No hay tal cosa como un amor “departamentalizado”. Hay solo amor. Amor “puro y duro” que se prodiga sin esperar nada a cambio.
Fuerza que no es arrebato, pero que todo lo permea y lo fecunda; decisión reiterada y comprometida por aquello a lo que hemos decidido entregarnos, militancia plena que no explican las cinéticas bioquímicas ni los potenciales nerviosos sino que es expresión del más pleno ejercicio de la soberanía del espíritu, como lo testimoniara en su día aquel hombre de Nazaret que movido por puro amor a los hombres se empinó ante la calzada del calvario llevando en solitario la cruz del mundo a cuestas.
Tal es el amor que hoy reivindico, flogisto mágico que mueve al mundo y que se hace preciso invocar en tiempos en los que una terrible cultura de odio y de muerte se ha instalado profundamente entre nosotros.

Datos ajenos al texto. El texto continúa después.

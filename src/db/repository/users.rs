//! User and student repository trait.
//!
//! Users and students live in separate tables with a 1:1 link for the
//! student role, so their operations share one trait: student creation has
//! to write both rows atomically.

use async_trait::async_trait;

use super::error::RepositoryResult;
use crate::api::{CourseId, StudentId, UserId};
use crate::db::models::{NewUser, Student, StudentProfile, User};

/// Repository trait for user accounts and student records.
///
/// # Thread Safety
/// Implementations must be `Send + Sync` to work with async Rust.
#[async_trait]
pub trait UserRepository: Send + Sync {
    /// Fetch a user by id.
    async fn get_user(&self, id: UserId) -> RepositoryResult<Option<User>>;

    /// Find a user whose email OR username equals `identifier`.
    ///
    /// This is the login lookup; the frontend sends one field that may be
    /// either.
    async fn find_user_by_identifier(&self, identifier: &str)
        -> RepositoryResult<Option<User>>;

    /// Find a user by exact email.
    async fn find_user_by_email(&self, email: &str) -> RepositoryResult<Option<User>>;

    /// Insert a user account (admin or staff).
    async fn insert_user(&self, new: NewUser) -> RepositoryResult<User>;

    /// Insert a student: the user account plus the student row, atomically.
    ///
    /// # Arguments
    /// * `new` - The user account fields (role must be student)
    /// * `course_id` - Optional course the student belongs to
    ///
    /// # Returns
    /// * `Ok((User, Student))` - Both stored rows
    /// * `Err(RepositoryError)` - Neither row persisted
    async fn insert_student_user(
        &self,
        new: NewUser,
        course_id: Option<CourseId>,
    ) -> RepositoryResult<(User, Student)>;

    /// Fetch a student row by id.
    async fn get_student(&self, id: StudentId) -> RepositoryResult<Option<Student>>;

    /// Fetch the student row belonging to a user, if any.
    async fn student_for_user(&self, user_id: UserId) -> RepositoryResult<Option<Student>>;

    /// Find a student by the exact full name of its user.
    ///
    /// Fallback used when the frontend submits rows keyed by display name
    /// instead of id.
    async fn find_student_by_full_name(
        &self,
        full_name: &str,
    ) -> RepositoryResult<Option<Student>>;

    /// Fetch a student joined with its user and course label.
    async fn get_student_profile(
        &self,
        id: StudentId,
    ) -> RepositoryResult<Option<StudentProfile>>;

    /// List student profiles, optionally restricted to one course.
    async fn list_students(
        &self,
        course_id: Option<CourseId>,
    ) -> RepositoryResult<Vec<StudentProfile>>;
}
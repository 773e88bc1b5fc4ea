// ============================================================================
// Scalar
// Matrix element type: a decimal or a complex number
// ============================================================================

use super::complex::ComplexValue;
use crate::numeric::{AlgebraResult, DecimalValue};
use std::fmt;

#[cfg(feature = "serde")]
use serde::{Deserialize, Serialize};

/// A matrix element.
///
/// Mixed operations promote the decimal side to a complex number; results
/// are never demoted back to a decimal.
#[derive(Debug, Clone, PartialEq, Eq, Hash)]
#[cfg_attr(feature = "serde", derive(Serialize, Deserialize))]
pub enum Scalar {
    Decimal(DecimalValue),
    Complex(ComplexValue),
}

impl Scalar {
    pub fn zero() -> Self {
        Scalar::Decimal(DecimalValue::zero())
    }

    pub fn one() -> Self {
        Scalar::Decimal(DecimalValue::one())
    }

    pub fn is_zero(&self) -> bool {
        match self {
            Scalar::Decimal(d) => d.is_zero(),
            Scalar::Complex(c) => c.is_zero(),
        }
    }

    pub fn negated(&self) -> Self {
        match self {
            Scalar::Decimal(d) => Scalar::Decimal(d.negated()),
            Scalar::Complex(c) => Scalar::Complex(c.negated()),
        }
    }

    pub fn add(&self, other: &Self) -> Self {
        match (self, other) {
            (Scalar::Decimal(a), Scalar::Decimal(b)) => Scalar::Decimal(a.add(b)),
            (Scalar::Complex(a), Scalar::Complex(b)) => Scalar::Complex(a.add(b)),
            (Scalar::Complex(c), Scalar::Decimal(d)) | (Scalar::Decimal(d), Scalar::Complex(c)) => {
                Scalar::Complex(c.add_decimal(d))
            },
        }
    }

    pub fn subtract(&self, other: &Self) -> Self {
        match (self, other) {
            (Scalar::Decimal(a), Scalar::Decimal(b)) => Scalar::Decimal(a.subtract(b)),
            (Scalar::Complex(a), Scalar::Complex(b)) => Scalar::Complex(a.subtract(b)),
            (Scalar::Complex(c), Scalar::Decimal(d)) => Scalar::Complex(c.subtract_decimal(d)),
            (Scalar::Decimal(d), Scalar::Complex(c)) => {
                Scalar::Complex(ComplexValue::from(d.clone()).subtract(c))
            },
        }
    }

    pub fn multiply(&self, other: &Self) -> Self {
        match (self, other) {
            (Scalar::Decimal(a), Scalar::Decimal(b)) => Scalar::Decimal(a.multiply(b)),
            (Scalar::Complex(a), Scalar::Complex(b)) => Scalar::Complex(a.multiply(b)),
            (Scalar::Complex(c), Scalar::Decimal(d)) | (Scalar::Decimal(d), Scalar::Complex(c)) => {
                Scalar::Complex(c.multiply_decimal(d))
            },
        }
    }

    /// # Errors
    /// Returns `DivisionByZero` if `other` is zero.
    pub fn divide(&self, other: &Self) -> AlgebraResult<Self> {
        Ok(match (self, other) {
            (Scalar::Decimal(a), Scalar::Decimal(b)) => Scalar::Decimal(a.divide(b)?),
            (Scalar::Complex(a), Scalar::Complex(b)) => Scalar::Complex(a.divide(b)?),
            (Scalar::Complex(c), Scalar::Decimal(d)) => Scalar::Complex(c.divide_decimal(d)?),
            (Scalar::Decimal(d), Scalar::Complex(c)) => {
                Scalar::Complex(ComplexValue::from(d.clone()).divide(c)?)
            },
        })
    }

    /// Multiplicative inverse, `1 / self`.
    pub fn inverse(&self) -> AlgebraResult<Self> {
        Scalar::one().divide(self)
    }
}

impl From<DecimalValue> for Scalar {
    #[inline]
    fn from(value: DecimalValue) -> Self {
        Scalar::Decimal(value)
    }
}

impl From<ComplexValue> for Scalar {
    #[inline]
    fn from(value: ComplexValue) -> Self {
        Scalar::Complex(value)
    }
}

impl From<i32> for Scalar {
    #[inline]
    fn from(value: i32) -> Self {
        Scalar::Decimal(DecimalValue::from(value))
    }
}

impl From<i64> for Scalar {
    #[inline]
    fn from(value: i64) -> Self {
        Scalar::Decimal(DecimalValue::from(value))
    }
}

impl fmt::Display for Scalar {
    fn fmt(&self, f: &mut fmt::Formatter<'_>) -> fmt::Result {
        match self {
            Scalar::Decimal(d) => write!(f, "{}", d),
            Scalar::Complex(c) => write!(f, "{}", c),
        }
    }
}
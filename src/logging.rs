// ============================================================================
// Logging
// Optional fmt subscriber for binaries and tests
// ============================================================================

use tracing::Level;

/// Install a global fmt subscriber at `DEBUG`.
///
/// Returns `false` when a global subscriber is already installed.
pub fn init() -> bool {
    init_with_level(Level::DEBUG)
}

/// Install a global fmt subscriber filtering at `level`.
///
/// Returns `false` when a global subscriber is already installed.
pub fn init_with_level(level: Level) -> bool {
    tracing_subscriber::fmt()
        .with_max_level(level)
        .with_target(false)
        .try_init()
        .is_ok()
}

#[cfg(test)]
mod tests {
    use super::*;

    #[test]
    fn test_second_init_is_rejected() {
        let _ = init_with_level(Level::TRACE);
        assert!(!init());
    }
}
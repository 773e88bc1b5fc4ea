// ============================================================================
// Decimal Algebra Library
// Exact decimal, complex and matrix arithmetic with kind-based dispatch
// ============================================================================

//! # Decimal Algebra
//!
//! Arbitrary-precision base-10 arithmetic without binary floating point.
//!
//! ## Features
//!
//! - **Exact decimals** stored as digit sequences (`0.1 + 0.2 == 0.3`)
//! - **Truncated division** at a fixed 18 fractional digits
//! - **Complex numbers** with decimal components
//! - **Matrices** of decimal or complex elements: determinant, adjugate, inverse
//! - **Overload dispatch** selecting an implementation by argument kinds
//!
//! ## Example
//!
//! ```rust
//! use decimal_algebra::prelude::*;
//!
//! let a: DecimalValue = "0.1".parse().unwrap();
//! let b: DecimalValue = "0.2".parse().unwrap();
//! assert_eq!(a.add(&b).to_string(), "0.3");
//!
//! let third = DecimalValue::one().divide(&DecimalValue::from(3)).unwrap();
//! assert_eq!(third.to_string(), "0.333333333333333333");
//!
//! let m = Matrix::from_rows([[1, 2], [3, 4]]).unwrap();
//! assert_eq!(m.determinant().unwrap(), Scalar::from(-2));
//! assert_eq!(m.inverse().unwrap().to_string(), "-2, 1\n1.5, -0.5");
//!
//! // Mixed-kind arithmetic through dispatch
//! let sum = Value::from(1).add(&Value::from(m)).unwrap();
//! assert_eq!(sum.to_string(), "2, 3\n4, 5");
//! ```

pub mod algebra;
pub mod dispatch;
pub mod numeric;

#[cfg(feature = "logging")]
pub mod logging;

// Re-exports for convenience
pub mod prelude {
    pub use crate::algebra::{ComplexValue, Matrix, MatrixBuilder, Scalar};
    pub use crate::dispatch::{Kind, Overloaded, Value};
    pub use crate::numeric::{AlgebraError, AlgebraResult, DecimalValue, Sign};
}
// ============================================================================
// Numeric Module
// Arbitrary-precision base-10 fixed-point arithmetic
// ============================================================================
//
// This module provides:
// - DecimalValue: exact decimal with digit-sequence storage
// - AlgebraError: Error taxonomy shared by every layer of the crate
// - digits: pure digit-sequence helpers (padding, reversal, ranges)
//
// Design principles:
// - No floating-point operations
// - Every fallible operation returns Result (no panics)
// - Values are normalized on construction, so equality is structural
// - Division is the only lossy operation (fixed 18-digit cutoff)

pub mod digits;

mod decimal;
mod errors;

pub use decimal::{DecimalValue, Sign, DIVISION_FRACTION_DIGITS};
pub use errors::{AlgebraError, AlgebraResult, ErrorClass};
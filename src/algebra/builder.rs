// ============================================================================
// Matrix Builder
// Fluent construction of matrices with validation on build
// ============================================================================

use super::matrix::Matrix;
use super::scalar::Scalar;
use crate::numeric::AlgebraResult;

/// Builder for creating matrices with a fluent API
///
/// # Example
/// ```
/// use decimal_algebra::algebra::{MatrixBuilder, Scalar};
/// use decimal_algebra::numeric::DecimalValue;
///
/// let half: DecimalValue = "0.5".parse().unwrap();
/// let m = MatrixBuilder::new()
///     .row([1, 2])
///     .row([Scalar::from(half), Scalar::from(3)])
///     .build()
///     .unwrap();
///
/// assert_eq!(m.to_string(), "1, 2\n0.5, 3");
/// ```
#[derive(Debug, Clone, Default)]
pub struct MatrixBuilder {
    rows: Vec<Vec<Scalar>>,
}

impl MatrixBuilder {
    /// Create an empty builder
    pub fn new() -> Self {
        Self::default()
    }

    // ========================================================================
    // Rows
    // ========================================================================

    /// Append one row
    pub fn row<I, T>(mut self, row: I) -> Self
    where
        I: IntoIterator<Item = T>,
        T: Into<Scalar>,
    {
        self.rows.push(row.into_iter().map(Into::into).collect());
        self
    }

    /// Append several rows
    pub fn rows<R, I, T>(self, rows: R) -> Self
    where
        R: IntoIterator<Item = I>,
        I: IntoIterator<Item = T>,
        T: Into<Scalar>,
    {
        rows.into_iter().fold(self, |builder, row| builder.row(row))
    }

    /// Replace a single element (1-based). Out-of-range positions are left
    /// for `build` to reject.
    pub fn with_item(mut self, row: usize, column: usize, value: impl Into<Scalar>) -> Self {
        if let Some(slot) = row
            .checked_sub(1)
            .and_then(|r| self.rows.get_mut(r))
            .and_then(|r| column.checked_sub(1).and_then(|c| r.get_mut(c)))
        {
            *slot = value.into();
        }
        self
    }

    // ========================================================================
    // Presets
    // ========================================================================

    /// Every element set to `value`
    pub fn filled(rows: usize, columns: usize, value: impl Into<Scalar>) -> Self {
        let value = value.into();
        Self {
            rows: vec![vec![value; columns]; rows],
        }
    }

    /// All zeros
    pub fn zeros(rows: usize, columns: usize) -> Self {
        Self::filled(rows, columns, Scalar::zero())
    }

    /// Ones on the diagonal, zeros elsewhere
    pub fn identity(size: usize) -> Self {
        (1..=size).fold(Self::zeros(size, size), |builder, index| {
            builder.with_item(index, index, Scalar::one())
        })
    }

    // ========================================================================
    // Build
    // ========================================================================

    /// Validate and build the matrix
    pub fn build(self) -> AlgebraResult<Matrix> {
        Matrix::new(self.rows)
    }

    /// Get the pending rows without building (for inspection)
    pub fn get_rows(&self) -> &[Vec<Scalar>] {
        &self.rows
    }
}
/// Maximum number of fraction digits emitted by [`DecimalValue::divide`].
///
/// Non-terminating quotients such as `1 / 3` are truncated (not rounded)
/// after this many digits. This is the only source of imprecision in the
/// engine.
pub const DIVISION_FRACTION_DIGITS: usize = 18;

/// Sign of a [`DecimalValue`]. Zero is always `Positive`.
#[derive(Debug, Clone, Copy, PartialEq, Eq, Hash)]
#[cfg_attr(feature = "serde", derive(Serialize, Deserialize))]
pub enum Sign {
    Positive,
    Negative,
}

impl Sign {
    /// Sign of a product or quotient of two values with these signs.
    #[inline]
    pub fn combine(self, other: Sign) -> Sign {
        if self == other {
            Sign::Positive
        } else {
            Sign::Negative
        }
    }

    #[inline]
    pub fn flip(self) -> Sign {
        match self {
            Sign::Positive => Sign::Negative,
            Sign::Negative => Sign::Positive,
        }
    }
}

impl fmt::Display for Sign {
    fn fmt(&self, f: &mut fmt::Formatter<'_>) -> fmt::Result {
        match self {
            Sign::Positive => write!(f, "+"),
            Sign::Negative => write!(f, "-"),
        }
    }
}

/// Exact base-10 fixed-point number of arbitrary length.
///
/// Stored as a sign, the integer digits (most significant first, no leading
/// zeros unless the integer part is zero) and the fraction digits (no
/// trailing zeros). Because every constructor normalizes, structural
/// equality is numeric equality.
///
/// Values are immutable: every operation returns a new value.
///
/// # Example
/// ```
/// use decimal_algebra::numeric::DecimalValue;
///
/// let a: DecimalValue = "0.1".parse().unwrap();
/// let b: DecimalValue = "0.2".parse().unwrap();
/// assert_eq!(a.add(&b).to_string(), "0.3");
/// ```
#[derive(Clone, PartialEq, Eq, Hash)]
pub struct DecimalValue {
    sign: Sign,
    integer: Digits,
    fraction: Digits,
}

impl DecimalValue {
    // ========================================================================
    // Construction
    // ========================================================================

    fn normalized(sign: Sign, mut integer: Digits, mut fraction: Digits) -> Self {
        digits::trim_leading_zeros(&mut integer);
        digits::trim_trailing_zeros(&mut fraction);

        let is_zero = fraction.is_empty() && integer.as_slice() == [0];
        Self {
            sign: if is_zero { Sign::Positive } else { sign },
            integer,
            fraction,
        }
    }

    /// Zero value
    pub fn zero() -> Self {
        Self::from_i128(0)
    }

    /// One (1)
    pub fn one() -> Self {
        Self::from_i128(1)
    }

    /// Create from an integer value.
    pub fn from_i128(value: i128) -> Self {
        let sign = if value < 0 {
            Sign::Negative
        } else {
            Sign::Positive
        };
        let integer = value
            .unsigned_abs()
            .to_string()
            .bytes()
            .map(|b| b - b'0')
            .collect();
        Self::normalized(sign, integer, Digits::new())
    }

    /// Build a value from its sign and digit strings.
    ///
    /// An empty integer string is read as `0`. The result is normalized, so
    /// `build(Negative, "007", "500")` is `-7.5`.
    ///
    /// # Errors
    /// Returns `InvalidInput` if either string contains a non-digit.
    pub fn build(sign: Sign, integer: &str, fraction: &str) -> AlgebraResult<Self> {
        let integer = digits::parse_digits(integer)?;
        let fraction = digits::parse_digits(fraction)?;
        Ok(Self::normalized(sign, integer, fraction))
    }

    // ========================================================================
    // Accessors
    // ========================================================================

    #[inline]
    pub fn sign(&self) -> Sign {
        self.sign
    }

    /// Integer digits, most significant first.
    #[inline]
    pub fn integer_digits(&self) -> &[u8] {
        &self.integer
    }

    /// Fraction digits, most significant first. Empty for integers.
    #[inline]
    pub fn fraction_digits(&self) -> &[u8] {
        &self.fraction
    }

    #[inline]
    pub fn is_zero(&self) -> bool {
        self.fraction.is_empty() && self.integer.as_slice() == [0]
    }

    #[inline]
    pub fn is_integer(&self) -> bool {
        self.fraction.is_empty()
    }

    #[inline]
    pub fn is_negative(&self) -> bool {
        self.sign == Sign::Negative
    }

    #[inline]
    pub fn is_positive(&self) -> bool {
        self.sign == Sign::Positive && !self.is_zero()
    }

    /// Absolute value.
    pub fn abs(&self) -> Self {
        Self {
            sign: Sign::Positive,
            integer: self.integer.clone(),
            fraction: self.fraction.clone(),
        }
    }

    /// Value with the opposite sign.
    pub fn negated(&self) -> Self {
        let sign = if self.is_zero() {
            Sign::Positive
        } else {
            self.sign.flip()
        };
        Self {
            sign,
            integer: self.integer.clone(),
            fraction: self.fraction.clone(),
        }
    }

    /// The value as a native integer, when it is one and fits.
    pub fn as_i128(&self) -> Option<i128> {
        // 38 digits always fit in an i128
        if !self.fraction.is_empty() || self.integer.len() > 38 {
            return None;
        }
        let magnitude = self
            .integer
            .iter()
            .fold(0i128, |acc, &d| acc * 10 + i128::from(d));
        Some(match self.sign {
            Sign::Positive => magnitude,
            Sign::Negative => -magnitude,
        })
    }

    /// Compare absolute values.
    pub fn cmp_magnitude(&self, other: &Self) -> Ordering {
        self.integer
            .len()
            .cmp(&other.integer.len())
            .then_with(|| self.integer.cmp(&other.integer))
            .then_with(|| {
                let (alpha, beta) = digits::equalize_right(&self.fraction, &other.fraction);
                alpha.cmp(&beta)
            })
    }

    // ========================================================================
    // Arithmetic Operations
    // ========================================================================

    /// Exact addition.
    pub fn add(&self, other: &Self) -> Self {
        if let (Some(alpha), Some(beta)) = (self.as_i128(), other.as_i128()) {
            if let Some(sum) = alpha.checked_add(beta) {
                return Self::from_i128(sum);
            }
        }

        match (self.sign, other.sign) {
            // a + (-b) = a - b
            (Sign::Positive, Sign::Negative) => self.subtract(&other.abs()),
            // (-a) + b = b - a
            (Sign::Negative, Sign::Positive) => other.subtract(&self.abs()),
            (sign, _) => Self::add_magnitudes(self, other, sign),
        }
    }

    /// Exact subtraction.
    pub fn subtract(&self, other: &Self) -> Self {
        if let (Some(alpha), Some(beta)) = (self.as_i128(), other.as_i128()) {
            if let Some(difference) = alpha.checked_sub(beta) {
                return Self::from_i128(difference);
            }
        }

        match (self.sign, other.sign) {
            (Sign::Positive, Sign::Positive) => {
                if other.cmp_magnitude(self) == Ordering::Greater {
                    other.subtract(self).negated()
                } else {
                    Self::subtract_magnitudes(self, other)
                }
            },
            // a - b = a + (-b) whenever a negative sign is involved
            _ => self.add(&other.negated()),
        }
    }

    /// Exact multiplication using schoolbook long multiplication.
    pub fn multiply(&self, other: &Self) -> Self {
        if let (Some(alpha), Some(beta)) = (self.as_i128(), other.as_i128()) {
            if let Some(product) = alpha.checked_mul(beta) {
                return Self::from_i128(product);
            }
        }

        let sign = self.sign.combine(other.sign);
        let fraction_len = self.fraction.len() + other.fraction.len();

        let mut alpha = self.integer.clone();
        alpha.extend_from_slice(&self.fraction);
        let mut beta = other.integer.clone();
        beta.extend_from_slice(&other.fraction);
        let alpha = digits::reversed(&alpha);
        let beta = digits::reversed(&beta);

        // Least significant first
        let mut accumulator = vec![0u64; alpha.len() + beta.len()];
        for (i, &b) in beta.iter().enumerate() {
            for (j, &a) in alpha.iter().enumerate() {
                accumulator[i + j] += u64::from(a) * u64::from(b);
            }
        }

        let mut carry = 0u64;
        for slot in accumulator.iter_mut() {
            let total = *slot + carry;
            *slot = total % 10;
            carry = total / 10;
        }
        while carry > 0 {
            accumulator.push(carry % 10);
            carry /= 10;
        }

        let product: Digits = accumulator.iter().rev().map(|&d| d as u8).collect();
        let cut = product.len() - fraction_len;
        let integer = Digits::from_slice(&product[..cut]);
        let fraction = Digits::from_slice(&product[cut..]);
        Self::normalized(sign, integer, fraction)
    }

    /// Long division, truncated after [`DIVISION_FRACTION_DIGITS`] fraction
    /// digits when the quotient does not terminate.
    ///
    /// # Errors
    /// Returns `DivisionByZero` if `other` is zero.
    pub fn divide(&self, other: &Self) -> AlgebraResult<Self> {
        if other.is_zero() {
            return Err(AlgebraError::DivisionByZero);
        }

        if let (Some(alpha), Some(beta)) = (self.as_i128(), other.as_i128()) {
            if alpha.checked_rem(beta) == Some(0) {
                if let Some(quotient) = alpha.checked_div(beta) {
                    return Ok(Self::from_i128(quotient));
                }
            }
        }

        let sign = self.sign.combine(other.sign);

        // Scale both operands to integers: a / b = (A * 10^fb) / (B * 10^fa)
        let mut dividend = self.integer.clone();
        dividend.extend_from_slice(&self.fraction);
        let dividend = digits::pad_right(&dividend, 0, other.fraction.len());

        let mut divisor = other.integer.clone();
        divisor.extend_from_slice(&other.fraction);
        let divisor = Self::normalized(
            Sign::Positive,
            digits::pad_right(&divisor, 0, self.fraction.len()),
            Digits::new(),
        );

        let mut remainder = Self::zero();
        let mut integer = Digits::with_capacity(dividend.len());
        for &digit in dividend.iter() {
            remainder = remainder.shifted_in(digit);
            integer.push(Self::quotient_digit(&mut remainder, &divisor));
        }

        let mut fraction = Digits::new();
        while !remainder.is_zero() {
            if fraction.len() == DIVISION_FRACTION_DIGITS {
                tracing::trace!(
                    dividend = %self,
                    divisor = %other,
                    digits = DIVISION_FRACTION_DIGITS,
                    "quotient truncated at fixed-point cutoff"
                );
                break;
            }
            remainder = remainder.shifted_in(0);
            fraction.push(Self::quotient_digit(&mut remainder, &divisor));
        }

        Ok(Self::normalized(sign, integer, fraction))
    }

    /// Multiplicative inverse, `1 / self`.
    ///
    /// # Errors
    /// Returns `DivisionByZero` if the value is zero.
    pub fn inverse(&self) -> AlgebraResult<Self> {
        Self::one().divide(self)
    }

    // ========================================================================
    // Digit Algorithms
    // ========================================================================

    fn add_magnitudes(alpha: &Self, beta: &Self, sign: Sign) -> Self {
        let (alpha_fraction, beta_fraction) =
            digits::equalize_right(&alpha.fraction, &beta.fraction);
        let (alpha_integer, beta_integer) = digits::equalize_left(&alpha.integer, &beta.integer);

        let mut carry = 0u8;

        let mut fraction = Digits::with_capacity(alpha_fraction.len());
        for (a, b) in digits::reversed(&alpha_fraction)
            .iter()
            .zip(digits::reversed(&beta_fraction).iter())
        {
            let sum = a + b + carry;
            fraction.push(sum % 10);
            carry = sum / 10;
        }

        // Fraction overflow seeds the integer carry
        let mut integer = Digits::with_capacity(alpha_integer.len() + 1);
        for (a, b) in digits::reversed(&alpha_integer)
            .iter()
            .zip(digits::reversed(&beta_integer).iter())
        {
            let sum = a + b + carry;
            integer.push(sum % 10);
            carry = sum / 10;
        }
        if carry > 0 {
            integer.push(carry);
        }

        Self::normalized(sign, digits::reversed(&integer), digits::reversed(&fraction))
    }

    /// `|alpha| - |beta|`, requires `|alpha| >= |beta|`.
    fn subtract_magnitudes(alpha: &Self, beta: &Self) -> Self {
        let (alpha_fraction, beta_fraction) =
            digits::equalize_right(&alpha.fraction, &beta.fraction);
        let (alpha_integer, beta_integer) = digits::equalize_left(&alpha.integer, &beta.integer);

        let mut borrow = 0i8;

        let mut fraction = Digits::with_capacity(alpha_fraction.len());
        for (&a, &b) in digits::reversed(&alpha_fraction)
            .iter()
            .zip(digits::reversed(&beta_fraction).iter())
        {
            let mut difference = a as i8 - b as i8 - borrow;
            borrow = 0;
            if difference < 0 {
                difference += 10;
                borrow = 1;
            }
            fraction.push(difference as u8);
        }

        let mut integer = Digits::with_capacity(alpha_integer.len());
        for (&a, &b) in digits::reversed(&alpha_integer)
            .iter()
            .zip(digits::reversed(&beta_integer).iter())
        {
            let mut difference = a as i8 - b as i8 - borrow;
            borrow = 0;
            if difference < 0 {
                difference += 10;
                borrow = 1;
            }
            integer.push(difference as u8);
        }

        Self::normalized(
            Sign::Positive,
            digits::reversed(&integer),
            digits::reversed(&fraction),
        )
    }

    /// `self * 10 + digit` for a non-negative integer.
    fn shifted_in(&self, digit: u8) -> Self {
        let mut integer = self.integer.clone();
        integer.push(digit);
        Self::normalized(Sign::Positive, integer, Digits::new())
    }

    /// Largest `q` in `0..=9` with `q * divisor <= remainder`; leaves the
    /// remainder reduced by `q * divisor`.
    fn quotient_digit(remainder: &mut Self, divisor: &Self) -> u8 {
        let mut digit = 0;
        while remainder.cmp_magnitude(divisor) != Ordering::Less {
            *remainder = remainder.subtract(divisor);
            digit += 1;
        }
        digit
    }
}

Por sobre osos de felpa, rosas en cajas de plástico y perfumes de imitación barata, levantémosle como bandera que arrope todo aquello que toquemos. Venezuela se redimirá el día en que, como escribiera bellamente el santo místico de Ávila en memorable verso que sirvió de título a este hermoso poemario de Rojas Guardia que hoy reencuentro, todos vivamos “del mismo amor ardiendo”.
Referencias:
Brunton LL, R. Hilal-Dandan y B. Knollmann (editores) Goodman y Gilman. Las bases farmacológicas de la terapéutica, 13ª edición. Mc Graw-Hill.
Rojas Guardia, A (1979). “Del mismo amor ardiendo”, Monteávila Editores, Caracas.